[Opening The input section]
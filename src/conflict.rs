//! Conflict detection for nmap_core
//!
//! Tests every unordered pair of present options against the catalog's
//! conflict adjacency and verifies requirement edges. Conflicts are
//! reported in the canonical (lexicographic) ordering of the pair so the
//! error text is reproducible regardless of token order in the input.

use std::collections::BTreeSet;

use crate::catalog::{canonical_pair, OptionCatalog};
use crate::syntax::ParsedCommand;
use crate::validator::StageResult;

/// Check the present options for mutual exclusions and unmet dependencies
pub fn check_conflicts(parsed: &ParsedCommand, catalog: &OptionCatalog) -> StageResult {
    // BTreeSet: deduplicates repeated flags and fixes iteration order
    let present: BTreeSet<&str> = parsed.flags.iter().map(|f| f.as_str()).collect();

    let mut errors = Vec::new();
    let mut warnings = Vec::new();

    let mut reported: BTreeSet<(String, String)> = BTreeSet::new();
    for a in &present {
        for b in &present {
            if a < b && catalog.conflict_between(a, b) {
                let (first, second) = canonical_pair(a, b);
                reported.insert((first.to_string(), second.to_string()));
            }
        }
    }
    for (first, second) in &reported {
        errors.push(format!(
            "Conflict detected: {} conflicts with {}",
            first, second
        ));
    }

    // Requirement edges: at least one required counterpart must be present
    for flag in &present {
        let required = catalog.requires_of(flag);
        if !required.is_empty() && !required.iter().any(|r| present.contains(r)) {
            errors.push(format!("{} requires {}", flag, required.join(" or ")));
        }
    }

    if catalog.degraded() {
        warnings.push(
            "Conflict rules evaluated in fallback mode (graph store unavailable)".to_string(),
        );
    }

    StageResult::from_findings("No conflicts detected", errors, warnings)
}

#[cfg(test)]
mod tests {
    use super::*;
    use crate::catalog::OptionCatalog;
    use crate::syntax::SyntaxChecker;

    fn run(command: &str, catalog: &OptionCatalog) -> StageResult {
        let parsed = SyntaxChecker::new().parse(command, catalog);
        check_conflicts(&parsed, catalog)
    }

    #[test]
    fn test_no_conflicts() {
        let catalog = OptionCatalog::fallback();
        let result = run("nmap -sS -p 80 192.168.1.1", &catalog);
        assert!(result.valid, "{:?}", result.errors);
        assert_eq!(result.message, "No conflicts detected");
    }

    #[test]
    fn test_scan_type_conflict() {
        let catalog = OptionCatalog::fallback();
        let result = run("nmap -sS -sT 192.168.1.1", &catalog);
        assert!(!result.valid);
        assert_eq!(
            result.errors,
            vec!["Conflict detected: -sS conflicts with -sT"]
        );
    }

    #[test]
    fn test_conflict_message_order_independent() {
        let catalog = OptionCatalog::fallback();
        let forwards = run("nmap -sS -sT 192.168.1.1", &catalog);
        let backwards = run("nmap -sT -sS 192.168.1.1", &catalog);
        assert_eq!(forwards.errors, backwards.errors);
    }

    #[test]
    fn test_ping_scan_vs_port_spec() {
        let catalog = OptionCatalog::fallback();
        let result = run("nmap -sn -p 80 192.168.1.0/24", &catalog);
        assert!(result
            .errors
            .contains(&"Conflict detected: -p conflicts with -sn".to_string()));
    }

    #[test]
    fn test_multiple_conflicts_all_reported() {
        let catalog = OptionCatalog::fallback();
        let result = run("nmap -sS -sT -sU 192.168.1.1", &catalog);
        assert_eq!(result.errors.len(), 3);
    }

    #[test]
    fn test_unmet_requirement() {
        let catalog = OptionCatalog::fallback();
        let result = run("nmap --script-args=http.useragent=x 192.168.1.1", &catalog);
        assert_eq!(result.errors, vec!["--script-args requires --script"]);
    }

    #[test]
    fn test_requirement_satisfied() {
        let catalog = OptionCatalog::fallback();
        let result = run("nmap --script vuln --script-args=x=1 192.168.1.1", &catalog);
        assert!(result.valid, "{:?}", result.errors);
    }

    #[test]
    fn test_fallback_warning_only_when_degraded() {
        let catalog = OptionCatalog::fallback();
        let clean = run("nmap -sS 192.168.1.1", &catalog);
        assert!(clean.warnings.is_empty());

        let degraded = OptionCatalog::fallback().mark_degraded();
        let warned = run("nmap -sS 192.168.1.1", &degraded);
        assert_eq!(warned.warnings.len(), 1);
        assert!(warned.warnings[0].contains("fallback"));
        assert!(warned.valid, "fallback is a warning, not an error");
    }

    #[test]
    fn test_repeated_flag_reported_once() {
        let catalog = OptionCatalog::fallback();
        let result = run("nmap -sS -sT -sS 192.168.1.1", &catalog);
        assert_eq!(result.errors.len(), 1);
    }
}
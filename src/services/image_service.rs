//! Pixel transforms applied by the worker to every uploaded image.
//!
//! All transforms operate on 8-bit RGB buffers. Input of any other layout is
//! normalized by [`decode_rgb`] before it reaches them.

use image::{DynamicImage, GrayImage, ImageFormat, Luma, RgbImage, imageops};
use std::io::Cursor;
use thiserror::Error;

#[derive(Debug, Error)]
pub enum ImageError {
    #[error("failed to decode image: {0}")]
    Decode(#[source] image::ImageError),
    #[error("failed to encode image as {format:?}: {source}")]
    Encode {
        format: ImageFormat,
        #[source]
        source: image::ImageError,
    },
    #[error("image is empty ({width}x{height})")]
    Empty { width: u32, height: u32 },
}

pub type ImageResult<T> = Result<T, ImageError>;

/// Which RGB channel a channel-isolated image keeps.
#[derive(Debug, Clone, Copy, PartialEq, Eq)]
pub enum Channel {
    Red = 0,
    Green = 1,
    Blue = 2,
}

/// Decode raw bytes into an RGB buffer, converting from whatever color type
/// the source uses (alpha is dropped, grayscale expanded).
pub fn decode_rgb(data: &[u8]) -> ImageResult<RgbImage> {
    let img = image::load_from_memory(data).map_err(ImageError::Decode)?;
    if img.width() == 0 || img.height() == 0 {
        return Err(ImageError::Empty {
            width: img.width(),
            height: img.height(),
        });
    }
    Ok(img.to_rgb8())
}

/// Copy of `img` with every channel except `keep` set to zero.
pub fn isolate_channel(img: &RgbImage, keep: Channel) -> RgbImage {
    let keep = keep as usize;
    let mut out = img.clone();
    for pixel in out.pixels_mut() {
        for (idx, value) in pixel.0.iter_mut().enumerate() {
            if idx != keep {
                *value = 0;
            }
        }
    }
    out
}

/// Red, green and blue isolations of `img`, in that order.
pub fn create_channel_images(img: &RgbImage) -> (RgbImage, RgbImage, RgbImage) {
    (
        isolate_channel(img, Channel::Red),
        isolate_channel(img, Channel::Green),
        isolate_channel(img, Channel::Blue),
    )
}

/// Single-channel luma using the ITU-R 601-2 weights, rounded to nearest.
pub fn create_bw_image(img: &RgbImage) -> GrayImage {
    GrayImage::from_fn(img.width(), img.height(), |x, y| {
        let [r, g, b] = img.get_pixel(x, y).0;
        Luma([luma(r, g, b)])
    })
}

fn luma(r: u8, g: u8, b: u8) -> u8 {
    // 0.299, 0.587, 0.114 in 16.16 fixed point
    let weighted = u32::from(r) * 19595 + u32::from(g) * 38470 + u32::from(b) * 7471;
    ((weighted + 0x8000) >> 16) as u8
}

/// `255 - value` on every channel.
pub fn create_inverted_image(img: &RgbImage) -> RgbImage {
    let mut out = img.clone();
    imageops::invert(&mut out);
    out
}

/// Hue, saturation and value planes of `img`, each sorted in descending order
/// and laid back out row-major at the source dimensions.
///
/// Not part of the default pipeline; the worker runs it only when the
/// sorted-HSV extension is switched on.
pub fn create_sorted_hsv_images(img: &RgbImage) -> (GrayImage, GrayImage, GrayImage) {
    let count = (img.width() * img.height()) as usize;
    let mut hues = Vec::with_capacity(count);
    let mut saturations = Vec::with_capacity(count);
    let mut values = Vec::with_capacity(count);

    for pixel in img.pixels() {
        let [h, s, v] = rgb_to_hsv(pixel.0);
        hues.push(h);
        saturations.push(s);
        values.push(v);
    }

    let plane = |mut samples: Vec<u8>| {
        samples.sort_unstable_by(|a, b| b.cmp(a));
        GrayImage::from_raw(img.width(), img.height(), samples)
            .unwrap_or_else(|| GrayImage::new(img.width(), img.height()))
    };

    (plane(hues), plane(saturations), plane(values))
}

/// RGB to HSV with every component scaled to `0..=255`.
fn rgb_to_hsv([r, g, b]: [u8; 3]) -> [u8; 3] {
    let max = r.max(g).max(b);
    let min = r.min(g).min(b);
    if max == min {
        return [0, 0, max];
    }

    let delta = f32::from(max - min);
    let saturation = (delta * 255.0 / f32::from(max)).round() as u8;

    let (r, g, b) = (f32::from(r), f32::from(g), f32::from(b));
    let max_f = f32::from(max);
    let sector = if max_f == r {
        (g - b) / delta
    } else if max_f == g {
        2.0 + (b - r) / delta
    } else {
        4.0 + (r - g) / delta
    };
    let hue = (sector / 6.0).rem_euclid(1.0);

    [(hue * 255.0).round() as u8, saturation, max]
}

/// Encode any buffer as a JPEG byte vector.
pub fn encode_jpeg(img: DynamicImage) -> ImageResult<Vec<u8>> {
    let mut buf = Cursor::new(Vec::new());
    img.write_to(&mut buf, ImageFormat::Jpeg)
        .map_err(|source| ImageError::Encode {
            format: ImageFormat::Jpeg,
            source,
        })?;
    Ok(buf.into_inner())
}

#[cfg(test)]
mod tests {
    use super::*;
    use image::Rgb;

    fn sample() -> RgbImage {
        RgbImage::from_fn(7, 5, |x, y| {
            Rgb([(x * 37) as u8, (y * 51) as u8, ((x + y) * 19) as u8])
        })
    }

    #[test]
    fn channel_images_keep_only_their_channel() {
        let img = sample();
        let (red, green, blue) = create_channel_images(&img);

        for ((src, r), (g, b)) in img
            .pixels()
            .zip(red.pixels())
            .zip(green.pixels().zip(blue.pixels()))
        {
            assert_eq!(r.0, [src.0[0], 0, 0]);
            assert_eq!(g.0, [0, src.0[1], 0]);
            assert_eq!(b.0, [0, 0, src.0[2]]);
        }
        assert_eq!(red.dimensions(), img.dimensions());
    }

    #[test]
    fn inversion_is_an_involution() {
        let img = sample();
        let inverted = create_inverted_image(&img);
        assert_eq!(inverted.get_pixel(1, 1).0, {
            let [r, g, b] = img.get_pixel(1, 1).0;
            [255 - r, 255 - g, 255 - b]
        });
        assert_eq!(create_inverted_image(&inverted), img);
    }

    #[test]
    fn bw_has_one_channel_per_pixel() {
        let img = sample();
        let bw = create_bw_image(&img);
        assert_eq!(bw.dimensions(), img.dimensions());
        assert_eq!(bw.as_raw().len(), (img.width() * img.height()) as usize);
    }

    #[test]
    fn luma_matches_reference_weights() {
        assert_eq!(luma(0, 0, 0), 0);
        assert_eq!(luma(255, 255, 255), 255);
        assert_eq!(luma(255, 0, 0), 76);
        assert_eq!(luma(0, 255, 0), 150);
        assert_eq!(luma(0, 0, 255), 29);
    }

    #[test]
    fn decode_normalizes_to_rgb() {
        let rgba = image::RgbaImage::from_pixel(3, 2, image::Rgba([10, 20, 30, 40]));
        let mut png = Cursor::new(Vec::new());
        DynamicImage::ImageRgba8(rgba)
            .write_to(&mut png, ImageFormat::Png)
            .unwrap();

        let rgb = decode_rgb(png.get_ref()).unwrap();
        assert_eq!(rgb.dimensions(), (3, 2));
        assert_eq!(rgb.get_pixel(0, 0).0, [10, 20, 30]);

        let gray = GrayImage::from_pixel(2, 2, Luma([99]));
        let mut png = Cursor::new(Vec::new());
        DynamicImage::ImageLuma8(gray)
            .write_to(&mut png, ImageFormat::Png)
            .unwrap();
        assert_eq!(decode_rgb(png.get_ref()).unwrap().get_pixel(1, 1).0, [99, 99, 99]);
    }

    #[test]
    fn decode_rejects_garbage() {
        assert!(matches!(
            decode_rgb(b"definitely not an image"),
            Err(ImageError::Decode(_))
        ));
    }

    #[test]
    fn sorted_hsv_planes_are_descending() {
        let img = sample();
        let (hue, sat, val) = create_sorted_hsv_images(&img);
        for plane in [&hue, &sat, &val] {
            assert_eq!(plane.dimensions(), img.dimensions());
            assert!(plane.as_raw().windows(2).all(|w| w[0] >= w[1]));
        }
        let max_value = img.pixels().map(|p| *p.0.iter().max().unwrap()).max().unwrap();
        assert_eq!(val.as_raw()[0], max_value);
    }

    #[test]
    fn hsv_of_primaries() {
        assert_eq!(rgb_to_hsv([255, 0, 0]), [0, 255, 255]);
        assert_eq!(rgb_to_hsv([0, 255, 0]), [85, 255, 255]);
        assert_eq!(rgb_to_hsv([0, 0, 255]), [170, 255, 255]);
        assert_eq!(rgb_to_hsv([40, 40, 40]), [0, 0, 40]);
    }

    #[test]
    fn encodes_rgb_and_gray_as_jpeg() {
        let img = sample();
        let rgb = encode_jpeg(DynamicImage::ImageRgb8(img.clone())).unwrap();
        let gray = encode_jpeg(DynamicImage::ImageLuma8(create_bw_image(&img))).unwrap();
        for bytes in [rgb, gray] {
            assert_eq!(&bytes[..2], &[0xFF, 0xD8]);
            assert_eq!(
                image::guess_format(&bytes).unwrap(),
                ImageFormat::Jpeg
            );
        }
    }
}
[Closing The input section]
Problem details: All that is wanted is a faithful reproduction of the line above with "let mut hues = Vec::with_capacity(count);", the line with "samples.sort_unstable_by(|a, b| b.cmp(a));", and every line in between.

Result below:
    let mut hues = Vec::with_capacity(count);
    let mut saturations = Vec::with_capacity(count);
    let mut values = Vec::with_capacity(count);

    for pixel in img.pixels() {
        let [h, s, v] = rgb_to_hsv(pixel.0);
        hues.push(h);
        saturations.push(s);
        values.push(v);
    }

    let plane = |mut samples: Vec<u8>| {
        samples.sort_unstable_by(|a, b| b.cmp(a));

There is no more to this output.